The scientific community cannot regard these unmet needs as someone else’s concern. They affect everyone and are, like the biology of pancreatic islets, subject to scientific inquiry. Information technologies allow tracking of health data to identify trends, pose hypotheses, propose interventions, and assess outcomes. Diabetes registries in some countries are already collecting population-based data (11,12), and regional programs for diabetes prevention and management based on such information are in development (13,14). Unified national health systems have the potential to study, refine, and deliver more effective care.

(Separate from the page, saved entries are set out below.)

/*!
 * 速率限制中间件
 *
 * 固定窗口计数：窗口按 `window_secs` 对齐，到边界时清零。
 * 已登录请求按用户计数，否则按客户端 IP 计数。
 *
 * ```rust,ignore
 * web::resource("/login").route(web::post().to(login).wrap(RateLimit::login()))
 * ```
 *
 * 超过限制返回 429，并带上 `Retry-After` 和 `X-RateLimit-Remaining: 0`。
 */

use actix_service::{Service, Transform};
use actix_web::{
    Error, HttpMessage,
    body::EitherBody,
    dev::{ServiceRequest, ServiceResponse},
    http::StatusCode,
    http::header::{HeaderName, HeaderValue},
};
use dashmap::DashMap;
use futures_util::future::{LocalBoxFuture, Ready, ready};
use once_cell::sync::Lazy;
use std::rc::Rc;
use tracing::warn;

use super::create_error_response;
use crate::config::AppConfig;
use crate::models::{ErrorCode, users::entities::User};

const REMAINING_HEADER: &str = "x-ratelimit-remaining";
// 超过此数量时顺带清理过期窗口
const PURGE_THRESHOLD: usize = 10_000;

static RATE_LIMITER: Lazy<RateLimiter> = Lazy::new(RateLimiter::new);

#[derive(Debug, Clone, Copy, PartialEq, Eq)]
pub struct RateDecision {
    pub allowed: bool,
    pub remaining: u32,
    /// 距离窗口结束的秒数
    pub retry_after: u64,
}

#[derive(Debug, Clone, Copy)]
struct Window {
    started_at: u64,
    expires_at: u64,
    count: u32,
}

/// 固定窗口计数器
#[derive(Default)]
pub struct RateLimiter {
    windows: DashMap<String, Window>,
}

impl RateLimiter {
    pub fn new() -> Self {
        Self::default()
    }

    /// 记一次请求并返回是否放行，`now` 为秒级时间戳
    pub fn hit(&self, key: &str, max_requests: u32, window_secs: u64, now: u64) -> RateDecision {
        let window_secs = window_secs.max(1);
        let started_at = now - now % window_secs;
        let expires_at = started_at + window_secs;
        let retry_after = expires_at - now;

        if self.windows.len() > PURGE_THRESHOLD {
            self.purge_expired(now);
        }

        let mut window = self.windows.entry(key.to_string()).or_insert(Window {
            started_at,
            expires_at,
            count: 0,
        });

        if window.started_at != started_at {
            *window = Window {
                started_at,
                expires_at,
                count: 0,
            };
        }

        if window.count >= max_requests {
            return RateDecision {
                allowed: false,
                remaining: 0,
                retry_after,
            };
        }

        window.count += 1;
        RateDecision {
            allowed: true,
            remaining: max_requests - window.count,
            retry_after,
        }
    }

    pub fn purge_expired(&self, now: u64) {
        self.windows.retain(|_, window| window.expires_at > now);
    }
}

/// 速率限制配置
#[derive(Clone)]
pub struct RateLimit {
    max_requests: u32,
    window_secs: u64,
    action: &'static str,
}

impl RateLimit {
    pub fn new(action: &'static str, max_requests: u32, window_secs: u64) -> Self {
        Self {
            max_requests,
            window_secs,
            action,
        }
    }

    /// 登录：5 次/分钟
    pub fn login() -> Self {
        Self::new("login", 5, 60)
    }

    /// 注册：3 次/分钟
    pub fn register() -> Self {
        Self::new("register", 3, 60)
    }

    pub fn refresh_token() -> Self {
        Self::new("refresh", 10, 60)
    }

    /// 班级码查询，防止枚举
    pub fn class_code() -> Self {
        Self::new("class_code", 10, 60)
    }

    pub fn ai_chat() -> Self {
        Self::new("ai_chat", 20, 60)
    }
}

/// 从请求中提取客户端 IP
///
/// 部署在反向代理后面时由代理设置 X-Forwarded-For / X-Real-IP。
fn extract_client_ip(req: &ServiceRequest) -> String {
    let connection_ip = req
        .connection_info()
        .realip_remote_addr()
        .map(|s| s.to_string());

    if let Some(ref ip) = connection_ip
        && is_valid_ip(ip)
    {
        return ip.clone();
    }

    if let Some(real_ip) = req.headers().get("X-Real-IP")
        && let Ok(ip) = real_ip.to_str()
        && is_valid_ip(ip.trim())
    {
        return ip.trim().to_string();
    }

    connection_ip.unwrap_or_else(|| "unknown".to_string())
}

fn is_valid_ip(ip: &str) -> bool {
    ip.parse::<std::net::IpAddr>().is_ok()
}

fn limit_key(action: &str, req: &ServiceRequest) -> String {
    let user_id = req.extensions().get::<User>().map(|user| user.id);
    match user_id {
        Some(id) => format!("{action}:user:{id}"),
        None => format!("{action}:ip:{}", extract_client_ip(req)),
    }
}

impl<S, B> Transform<S, ServiceRequest> for RateLimit
where
    S: Service<ServiceRequest, Response = ServiceResponse<B>, Error = Error> + 'static,
    B: 'static,
{
    type Response = ServiceResponse<EitherBody<B>>;
    type Error = Error;
    type InitError = ();
    type Transform = RateLimitMiddleware<S>;
    type Future = Ready<Result<Self::Transform, Self::InitError>>;

    fn new_transform(&self, service: S) -> Self::Future {
        ready(Ok(RateLimitMiddleware {
            service: Rc::new(service),
            limit: self.clone(),
        }))
    }
}

pub struct RateLimitMiddleware<S> {
    service: Rc<S>,
    limit: RateLimit,
}

impl<S, B> Service<ServiceRequest> for RateLimitMiddleware<S>
where
    S: Service<ServiceRequest, Response = ServiceResponse<B>, Error = Error> + 'static,
    B: 'static,
{
    type Response = ServiceResponse<EitherBody<B>>;
    type Error = Error;
    type Future = LocalBoxFuture<'static, Result<Self::Response, Self::Error>>;

    fn poll_ready(
        &self,
        ctx: &mut std::task::Context<'_>,
    ) -> std::task::Poll<Result<(), Self::Error>> {
        self.service.poll_ready(ctx)
    }

    fn call(&self, req: ServiceRequest) -> Self::Future {
        let srv = self.service.clone();
        let limit = self.limit.clone();

        Box::pin(async move {
            if !AppConfig::get().rate_limit.enabled {
                return Ok(srv.call(req).await?.map_into_left_body());
            }

            let key = limit_key(limit.action, &req);
            let now = chrono::Utc::now().timestamp().max(0) as u64;
            let decision = RATE_LIMITER.hit(&key, limit.max_requests, limit.window_secs, now);

            if !decision.allowed {
                warn!(
                    "Rate limit exceeded for key: {} (limit {}/{}s)",
                    key, limit.max_requests, limit.window_secs
                );
                let mut response = create_error_response(
                    StatusCode::TOO_MANY_REQUESTS,
                    ErrorCode::RateLimitExceeded,
                    "Too many requests, please try again later",
                );
                let headers = response.headers_mut();
                headers.insert(
                    actix_web::http::header::RETRY_AFTER,
                    HeaderValue::from(decision.retry_after),
                );
                headers.insert(
                    HeaderName::from_static(REMAINING_HEADER),
                    HeaderValue::from_static("0"),
                );
                return Ok(req.into_response(response.map_into_right_body()));
            }

            let mut res = srv.call(req).await?;
            res.headers_mut().insert(
                HeaderName::from_static(REMAINING_HEADER),
                HeaderValue::from(decision.remaining),
            );
            Ok(res.map_into_left_body())
        })
    }
}

#[cfg(test)]
mod tests {
    use super::*;

    #[test]
    fn test_presets() {
        let login = RateLimit::login();
        assert_eq!((login.max_requests, login.window_secs), (5, 60));
        assert_eq!(RateLimit::register().max_requests, 3);
        assert_eq!(RateLimit::class_code().max_requests, 10);
        assert_eq!(RateLimit::ai_chat().max_requests, 20);
    }

    #[test]
    fn test_fixed_window_blocks_after_limit() {
        let limiter = RateLimiter::new();
        let now = 1_000_020; // 窗口 [1_000_020, 1_000_080)

        for expected_remaining in [2, 1, 0] {
            let d = limiter.hit("login:ip:1.2.3.4", 3, 60, now);
            assert!(d.allowed);
            assert_eq!(d.remaining, expected_remaining);
        }

        let blocked = limiter.hit("login:ip:1.2.3.4", 3, 60, now + 10);
        assert!(!blocked.allowed);
        assert_eq!(blocked.retry_after, 50);

        // 其他键互不影响
        assert!(limiter.hit("login:ip:5.6.7.8", 3, 60, now).allowed);
    }

    #[test]
    fn test_window_resets_at_boundary() {
        let limiter = RateLimiter::new();
        let now = 1_000_020;
        assert!(limiter.hit("k", 1, 60, now).allowed);
        assert!(!limiter.hit("k", 1, 60, now + 59).allowed);
        let next = limiter.hit("k", 1, 60, now + 60);
        assert!(next.allowed);
        assert_eq!(next.retry_after, 60);
    }

    #[test]
    fn test_purge_expired() {
        let limiter = RateLimiter::new();
        limiter.hit("a", 1, 60, 1_000_020);
        limiter.purge_expired(1_000_100);
        assert!(limiter.windows.is_empty());
    }
}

Population-based research examining ways to close the loop from genetics to physiology to clinical care will be essential as this process continues.
The revolution that began with insulin continues, still driven by science. With recovery from the pandemic and avoidance of other global crises of either natural or human origin, we can expect further improvement in prevention and management of diabetes and related chronic diseases. Scientific study of pathophysiology will continue, leading to new treatments, but systematic public health research and interventions could be more important. The editorial group at Diabetes Care looks forward to studies in all these areas in the coming year.
Duality of Interest. No potential conflicts of interest relevant to this article were reported.